Tyler Cowen’s recent piece over at Bloomberg View argues that the kerfuffle over a production of Julius Caesar that portrayed Caesar as Trump is a sign that we’re living in an age where Shakespeare is particularly relevant to our politics. This is a bad thing, suggests Cowen, because Shakespeare is a writer who specializes in portraying political chaos.
I agree completely. I’ve argued elsewhere that Shakespeare’s sophisticated skepticism about politics makes him (and other early modern playwrights and poets) a literary forerunner of Public Choice theorists like Buchanan and Tullock. A political context that leads one to quote Lear and Macbeth regularly is not a political context to be wished for.
However, later in his piece, Cowen suggests that the place to look for real Shakespearean parallels to Trump is in Shakespeare’s fools. He argues that “The most common features of these characters is that they speak between the cracks in the action and utter sentiments that no one else dares to voice. That’s Trump on Twitter.”
This is a solid definition of the role of ‘the fool’ in many of Shakespeare’s plays, but I’m hesitant to apply it to Trump. It may be tempting to see Trump’s presidency and his Twitter escapades as some kind of performance art that is designed to expose the folly of the American political process. It may even be comforting to persuade yourself that is what’s happening. But I think that’s giving Trump too much credit for playing three-dimensional chess when he’s really just playing Hungry Hungry Hippos—mashing buttons wildly while trying to gobble all he can as quickly as possible.

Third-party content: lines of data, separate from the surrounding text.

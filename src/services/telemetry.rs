use std::collections::HashMap;
use std::sync::Arc;

use crate::config::AppConfig;
use crate::errors::AppError;

/// Fire-and-forget event sink for dialog telemetry.
pub trait TelemetrySink: Send + Sync {
    fn track_event(&self, name: &str, properties: &HashMap<String, String>);
}

pub struct NullTelemetry;

impl TelemetrySink for NullTelemetry {
    fn track_event(&self, _name: &str, _properties: &HashMap<String, String>) {}
}

/// Emits every event as a structured `tracing` record.
pub struct TracingTelemetry;

impl TelemetrySink for TracingTelemetry {
    fn track_event(&self, name: &str, properties: &HashMap<String, String>) {
        tracing::info!(event = name, properties = ?properties, "custom event");
    }
}

pub fn from_config(config: &AppConfig) -> Result<Arc<dyn TelemetrySink>, AppError> {
    match config.telemetry_sink.as_str() {
        "log" => Ok(Arc::new(TracingTelemetry)),
        "none" => Ok(Arc::new(NullTelemetry)),
        other => Err(AppError::Config(format!(
            "unknown TELEMETRY_SINK '{other}', expected 'log' or 'none'"
        ))),
    }
}
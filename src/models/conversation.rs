use chrono::NaiveDateTime;
use serde::{Deserialize, Serialize};

use super::dialog::BookingDialogState;

#[derive(Debug, Clone, Serialize, Deserialize)]
pub struct Conversation {
    pub id: String,
    pub dialog: Option<BookingDialogState>,
    pub last_activity: NaiveDateTime,
    pub expires_at: NaiveDateTime,
}

impl Conversation {
    pub fn is_active(&self) -> bool {
        self.dialog.is_some()
    }
}
use std::sync::Arc;

use chrono::{Duration, Utc};

use crate::db::queries;
use crate::models::{BookingRequest, Conversation, Intent};
use crate::services::dialog::{DialogTurnStatus, TurnContext};
use crate::services::nlu::intent::execute_query;
use crate::state::AppState;

pub const LUIS_NOT_CONFIGURED: &str = "NOTE: LUIS is not configured. To enable all capabilities, add 'LuisAppId', 'LuisAPIKey' and 'LuisAPIHostName' to the .env file.";
pub const WEATHER_UNAVAILABLE: &str = "Weather lookups are not available yet.";
pub const WHAT_ELSE: &str = "What else can I do for you?";

/// Handle one user message and return the bot's replies, in order.
pub async fn process_message(
    state: &Arc<AppState>,
    conversation_id: &str,
    message: &str,
) -> anyhow::Result<Vec<String>> {
    let ttl = Duration::minutes(state.config.conversation_ttl_minutes);

    // Held until the turn's state is saved, so turns on one conversation run in order.
    let _turn = state.turn_locks.acquire(conversation_id).await;

    let mut conv = {
        let db = state.db.lock().unwrap();
        queries::get_conversation(&db, conversation_id)?
    }
    .unwrap_or_else(|| new_conversation(conversation_id, ttl));

    let mut turn = TurnContext::new(conversation_id, message.trim());

    tracing::info!(
        conversation = conversation_id,
        active = conv.is_active(),
        "processing message"
    );

    let status = match conv.dialog.as_mut() {
        Some(dialog) => state.booking_dialog.continue_dialog(dialog, &mut turn),
        None => match route_new_request(state, &mut turn).await {
            Some(booking) => {
                let (dialog, status) = state.booking_dialog.begin(booking, &mut turn);
                conv.dialog = Some(dialog);
                status
            }
            None => DialogTurnStatus::Waiting,
        },
    };

    match status {
        DialogTurnStatus::Waiting => {}
        DialogTurnStatus::Complete(Some(booking)) => {
            tracing::info!(
                conversation = conversation_id,
                destination = booking.destination.as_deref().unwrap_or(""),
                "booking completed"
            );
            turn.send_activity(booked_message(&booking));
            turn.send_activity(WHAT_ELSE);
            conv.dialog = None;
        }
        DialogTurnStatus::Complete(None) | DialogTurnStatus::Cancelled => {
            turn.send_activity(WHAT_ELSE);
            conv.dialog = None;
        }
    }

    let now = Utc::now().naive_utc();
    conv.last_activity = now;
    conv.expires_at = now + ttl;

    {
        let db = state.db.lock().unwrap();
        queries::save_conversation(&db, &conv)?;
    }

    Ok(turn.into_replies())
}

/// Decide what a message outside a booking means.
///
/// Returns the request to start a booking dialog with, or `None` when the
/// turn was answered directly.
async fn route_new_request(state: &AppState, turn: &mut TurnContext) -> Option<BookingRequest> {
    let Some(recognizer) = state.recognizer.as_deref() else {
        turn.send_activity(LUIS_NOT_CONFIGURED);
        return Some(BookingRequest::default());
    };

    let (intent, booking) = execute_query(recognizer, turn).await;

    match intent {
        Some(Intent::BookFlight) => {
            let booking = booking.unwrap_or_default();
            if !booking.unsupported_airports.is_empty() {
                turn.send_activity(format!(
                    "Sorry but the following airports are not supported: {}",
                    booking.unsupported_airports.join(", ")
                ));
            }
            Some(booking)
        }
        Some(Intent::GetWeather) => {
            turn.send_activity(WEATHER_UNAVAILABLE);
            None
        }
        other => {
            let label = other.as_ref().map(Intent::as_str).unwrap_or("None");
            turn.send_activity(format!(
                "Sorry, I didn't get that. Please try asking in a different way (intent was {label})"
            ));
            None
        }
    }
}

fn booked_message(booking: &BookingRequest) -> String {
    format!(
        "I have you booked to {} from {} on {}.",
        booking.destination.as_deref().unwrap_or_default(),
        booking.origin.as_deref().unwrap_or_default(),
        booking.travel_date.as_deref().unwrap_or_default(),
    )
}

fn new_conversation(id: &str, ttl: Duration) -> Conversation {
    let now = Utc::now().naive_utc();
    Conversation {
        id: id.to_string(),
        dialog: None,
        last_activity: now,
        expires_at: now + ttl,
    }
}

#[cfg(test)]
mod tests {
    use std::sync::Mutex;

    use async_trait::async_trait;

    use super::*;
    use crate::config::AppConfig;
    use crate::db;
    use crate::models::RecognizerResult;
    use crate::services::dialog::booking::{BUDGET_PROMPT, DESTINATION_PROMPT, ORIGIN_PROMPT};
    use crate::services::dialog::BookingDialog;
    use crate::services::nlu::Recognizer;
    use crate::services::telemetry::NullTelemetry;
    use crate::state::TurnLocks;

    struct KeywordRecognizer;

    #[async_trait]
    impl Recognizer for KeywordRecognizer {
        async fn recognize(&self, turn: &TurnContext) -> anyhow::Result<RecognizerResult> {
            let mut result = RecognizerResult {
                text: turn.text.clone(),
                ..Default::default()
            };
            if turn.text.contains("weather") {
                result.intents = vec![("BookFlight".to_string(), 0.1), ("GetWeather".to_string(), 0.9)];
            } else if turn.text.contains("fly") {
                result.intents = vec![("BookFlight".to_string(), 0.9)];
                result.entities.insert("To".to_string(), vec!["Paris".to_string()]);
            } else if turn.text.contains("boom") {
                anyhow::bail!("recognizer exploded");
            }
            Ok(result)
        }
    }

    /// Takes long enough to answer that a second turn arrives mid-flight.
    struct SlowRecognizer;

    #[async_trait]
    impl Recognizer for SlowRecognizer {
        async fn recognize(&self, turn: &TurnContext) -> anyhow::Result<RecognizerResult> {
            tokio::time::sleep(std::time::Duration::from_millis(100)).await;
            KeywordRecognizer.recognize(turn).await
        }
    }

    fn test_config() -> AppConfig {
        AppConfig {
            port: 8000,
            database_url: ":memory:".to_string(),
            app_id: String::new(),
            app_password: String::new(),
            luis_app_id: String::new(),
            luis_api_key: String::new(),
            luis_api_host_name: String::new(),
            telemetry_sink: "none".to_string(),
            conversation_ttl_minutes: 30,
            booking_dialog_id: "BookingDialog".to_string(),
        }
    }

    fn test_state(recognizer: Option<Box<dyn Recognizer>>) -> Arc<AppState> {
        Arc::new(AppState {
            db: Arc::new(Mutex::new(db::init_db(":memory:").unwrap())),
            config: test_config(),
            recognizer,
            booking_dialog: BookingDialog::new("BookingDialog", Arc::new(NullTelemetry)),
            turn_locks: TurnLocks::default(),
        })
    }

    #[tokio::test]
    async fn test_book_flight_prefills_and_asks_next_question() {
        let state = test_state(Some(Box::new(KeywordRecognizer)));
        let replies = process_message(&state, "c1", "fly me to paris").await.unwrap();
        assert_eq!(replies, vec![ORIGIN_PROMPT.to_string()]);

        let conv = {
            let db = state.db.lock().unwrap();
            queries::get_conversation(&db, "c1").unwrap().unwrap()
        };
        let dialog = conv.dialog.unwrap();
        assert_eq!(dialog.booking.destination.as_deref(), Some("Paris"));
    }

    #[tokio::test]
    async fn test_weather_intent_is_answered_directly() {
        let state = test_state(Some(Box::new(KeywordRecognizer)));
        let replies = process_message(&state, "c1", "what's the weather").await.unwrap();
        assert_eq!(replies, vec![WEATHER_UNAVAILABLE.to_string()]);
    }

    #[tokio::test]
    async fn test_recognizer_failure_is_not_understood() {
        let state = test_state(Some(Box::new(KeywordRecognizer)));
        let replies = process_message(&state, "c1", "boom").await.unwrap();
        assert_eq!(replies.len(), 1);
        assert!(replies[0].starts_with("Sorry, I didn't get that"));
        assert!(replies[0].contains("intent was None"));
    }

    #[tokio::test]
    async fn test_without_luis_booking_starts_empty() {
        let state = test_state(None);
        let replies = process_message(&state, "c1", "hello").await.unwrap();
        assert_eq!(
            replies,
            vec![LUIS_NOT_CONFIGURED.to_string(), DESTINATION_PROMPT.to_string()]
        );
    }

    #[tokio::test]
    async fn test_full_conversation_books_and_resets() {
        let state = test_state(Some(Box::new(KeywordRecognizer)));
        process_message(&state, "c1", "fly me to paris").await.unwrap();
        for answer in ["Berlin", "500", "2023-06-01", "2023-06-10"] {
            process_message(&state, "c1", answer).await.unwrap();
        }

        let replies = process_message(&state, "c1", "yes").await.unwrap();
        assert_eq!(
            replies,
            vec![
                "I have you booked to Paris from Berlin on 2023-06-01.".to_string(),
                WHAT_ELSE.to_string(),
            ]
        );

        let conv = {
            let db = state.db.lock().unwrap();
            queries::get_conversation(&db, "c1").unwrap().unwrap()
        };
        assert!(!conv.is_active());
    }

    #[tokio::test]
    async fn test_conversations_do_not_share_state() {
        let state = test_state(Some(Box::new(KeywordRecognizer)));
        process_message(&state, "a", "fly me to paris").await.unwrap();

        let replies = process_message(&state, "b", "Berlin").await.unwrap();
        assert!(replies[0].starts_with("Sorry, I didn't get that"));
    }

    #[tokio::test]
    async fn test_overlapping_turns_on_one_conversation_run_in_order() {
        let state = test_state(Some(Box::new(SlowRecognizer)));

        let first = process_message(&state, "c1", "fly me to paris");
        let second = async {
            tokio::time::sleep(std::time::Duration::from_millis(20)).await;
            process_message(&state, "c1", "Berlin").await
        };
        let (first, second) = tokio::join!(first, second);

        assert_eq!(first.unwrap(), vec![ORIGIN_PROMPT.to_string()]);
        assert_eq!(second.unwrap(), vec![BUDGET_PROMPT.to_string()]);

        let conv = {
            let db = state.db.lock().unwrap();
            queries::get_conversation(&db, "c1").unwrap().unwrap()
        };
        let dialog = conv.dialog.unwrap();
        assert_eq!(dialog.booking.destination.as_deref(), Some("Paris"));
        assert_eq!(dialog.booking.origin.as_deref(), Some("Berlin"));
    }
}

If you’re looking for a Shakespearean analogue, Trump is Falstaff with power.
Falstaff is the fat and funny sidekick to Prince Hal in Shakespeare’s Henry IV plays. He gets all the best lines. He is at all the best parties. And when he is on stage the whole play lights up with excitement and uproar.
But Falstaff’s exuberant disruption of acceptable behavior comes at a great cost. Consider, for example, Falstaff’s management of the troop of foot soldiers over which Hal gives him command in I Henry IV.
I have misused the king’s press damnably. I have got, in exchange of a hundred and fifty soldiers, three hundred and odd pounds. I press me none but good house-holders, yeoman’s sons; inquire me out contracted bachelors, such as had been asked twice on the banns; such a commodity of warm slaves, as had as lieve hear the devil as a drum; such as fear the report of a caliver worse than a struck fowl or a hurt wild-duck. I pressed me none but such toasts-and-butter, with hearts in their bellies no bigger than pins’ heads, and they have bought out their services; and now my whole charge consists of ancients, corporals, lieutenants, gentlemen of companies, slaves as ragged as Lazarus in the painted cloth, where the glutton’s dogs licked his sores.
In other words, charged with the duty and high honor of putting together a troop of soldiers to fight in support of his best friend and future king, Falstaff drafts (or “presses”) only those men who are too cowardly or too laden with responsibilities to go willingly into battle.
By carefully ensuring that those same draftees are also reasonably wealthy, Falstaff is able to make an enormous profit as each man bribes his way out of service. In the end, he is left with over three hundred pounds, and a troop of pathetic weaklings. Indeed, a little later, Falstaff blandly refers to his soldiers as “food for [gun]powder” who will “fill a pit as well as better” men.
Falstaff goes from merely reprehensible to potentially treasonous, however. He frequently jokes with Prince Hal about misappropriating treasury funds for his own good, urging him to “Rob me the exchequer the first thing thou doest, and do it with unwashed hands too.” Even after being told that Hal has repaid the money taken in one of Falstaff’s recent highway robberies and also secured him the charge of foot that he turns to such profit, Falstaff has the gall to complain that he is “heinously unprovided” for. He eagerly anticipates the day when Hal will take the throne and Falstaff will have the laws of England at his command. However much Falstaff gobbles it can never be enough. He is an insatiable gaping maw.
Prince Hal, however, has the good sense to cut Falstaff loose before Hal becomes King Henry V and Falstaff becomes even more perilously close to the seat of power.
As Cowen notes, kings must lead. England, Shakespeare tells us, has a lucky escape from a Falstaff running riot through her institutions. That escape is made possible because Hal recognizes the dangers of continuing to play Hungry Hungry Falstaff, and he stops the game.
He cuts his Falstaff off with:
I know thee not, old man: fall to thy prayers;
How ill white hairs become a fool and jester!
I have long dream’d of such a kind of man,
So surfeit-swell’d, so old and so profane;
But, being awaked, I do despise my dream.
We have nearly four more years of ours.